Sexta-feira, 18 de Setembro de 2009

Como as coisas não podem ser demasiadamente fáceis

O Auto não diz nada (nem sei porque existe) e só tem a versão do outro e diz que tem uma testemunha (que eu saiba um segundo ocupante do veiculo não pode ser considerado testemunha, visto que é tendencioso), e diz que o meu veiculo bateu no dele quando me despistei, fantástico, porque não sabia que os carros abanavam o rabo, lindo! Solicitei para que pudesse prestar declarações igualmente porque a versão dele não correspondia à verdade, e amanhã vamos lá à esquadra porque estará de serviço o agente que estava de serviço no dia do acidente.

Parece que posteriormente iremos ser chamados os dois intervenientes no acidente a depor. A verdade tem que ser reposta e vou lutar por isso, não pense que vai ser fácil.

4 comentários:

sobretisobrenos disse...

Deves lutar sim e desejo-te toda a sorte do mundo!
Beijinhos

A mamã disse...

NÃO É NADA FACIL NÃO :-(
Boa sorte
Bjs

Anónimo disse...

Acompanho o seu blog há bastante tempo, apesar de nunca comentar. fiquei comovida com o que lhe sucedeu, por isso não pude deixar de comentar. desejo que consiga superar mais este desafio da Vida da melhor forma. cuide dessa pequena estrelinha!

Mamã artesã disse...

Os Autos policiais têm muito que se lhe diga.
Há uns anos atrás assisti a um acidente e acabei por ser testemunha do mesmo, em Tribunal.
Por acaso, o advogado de defesa foi o meu patrão e antes da audiência, fizémos um pequeno ensaio no escritório.
Quando ele me mostrou o croqui do acidente, disse-lhe logo que estava mal feito.
Na audiência, ele chamou-me ao pé dele e da Juíza e eu disse exactamente o mesmo. Lá a Juíza perguntou como os carros ficaram e eu redesenhei um novo croqui.
Diz o meu patrão que foi graças ao meu testemunho que o rapaz ganhou o caso.
Ele tinha batido na traseira lateral esquerda dum camião que, supostamente, estava a virar para a esquerda, mas do qual não vi qualquer pisca e, muito menos abrandamento quando me cruzei com ele.
Asssiti ao acidente pelo retrovisor e parei imediatamente para ir ver se podia ajudar nalguma coisa.

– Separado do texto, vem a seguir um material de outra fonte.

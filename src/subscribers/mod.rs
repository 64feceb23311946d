//! # Event subscribers.
//!
//! - [`Subscribe`] trait for custom observers
//! - [`SubscriberSet`] non-blocking fan-out with per-subscriber queues
//! - [`LogWriter`] `tracing` output (feature `logging`)
//!
//! ```text
//! StreamClient ──publish──► Bus ──► listener ──► SubscriberSet::emit
//!                                                   ├─► queue ─► LogWriter
//!                                                   └─► queue ─► custom subscriber
//! ```

mod set;
mod subscriber;

#[cfg(feature = "logging")]
mod log;

pub use set::SubscriberSet;
pub use subscriber::Subscribe;

#[cfg(feature = "logging")]
pub use log::LogWriter;
//! Tracing subscriber setup for the gateway binary.
//!
//! Library callers embed `stt_gateway` into their own subscriber; this
//! module only serves `main`. Filtering follows `RUST_LOG` (defaulting to
//! info for this crate), output goes to stderr so transcript text on
//! stdout stays machine-readable, and `RUST_LOG_FORMAT=json` switches the
//! event format for log shippers.

use tracing_subscriber::EnvFilter;

const DEFAULT_DIRECTIVE: &str = "stt_gateway=info";

/// Install the global subscriber. Idempotent: a second call loses to the
/// first and is silently ignored, which keeps tests that share a process
/// from panicking.
pub fn init() {
    let filter = EnvFilter::try_from_default_env()
        .unwrap_or_else(|_| EnvFilter::new(DEFAULT_DIRECTIVE));

    let builder = tracing_subscriber::fmt()
        .with_env_filter(filter)
        .with_writer(std::io::stderr)
        .with_target(true)
        .with_thread_ids(false)
        .with_file(false)
        .with_line_number(false);

    if json_output_requested(std::env::var("RUST_LOG_FORMAT").ok().as_deref()) {
        let _ = builder.json().try_init();
    } else {
        let _ = builder.try_init();
    }
}

/// Whether the format toggle asks for JSON events. Anything other than a
/// case-insensitive `json` means human-readable output.
fn json_output_requested(format: Option<&str>) -> bool {
    format.is_some_and(|v| v.eq_ignore_ascii_case("json"))
}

Outra coisa que sei que se pode fazer é arranjar, posteriormente, testemunhas.
Não interessa se já passou algum tempo, ou não, sobre o acidente.
Pode sempre aparecer alguém que, por acaso, estava a passar pelo local e viu o acidente. Mas como estava com pressa e não viu que eras tu, seguiu em frente. Mas quando soube de quem se tratava, se ofereceu para ser testemunha.

Sei que é possível porque, quando o meu avô teve o acidente (há mais de 10 anos), o caso teve de ir para Tribunal. No local do acidente não apareceu qualquer testemunha mas, depois, quando o caso foi para Tribunal, começaram a aparecer testemunhas da outra parte. Claro que também apareceram do lado do meu avô.
O caso arrastou-se durante anos e acabou por ficar com 50% da culpa porque existia uma menor envolvida e que ficou com marcas e tratamentos para toda a vida.

Espero que o teu caso se resolva da melhor forma possível. Não fiquem de braços cruzados e façam tudo o que estiver ao vosso alcance para que não fiquem com todas as culpas do acidente.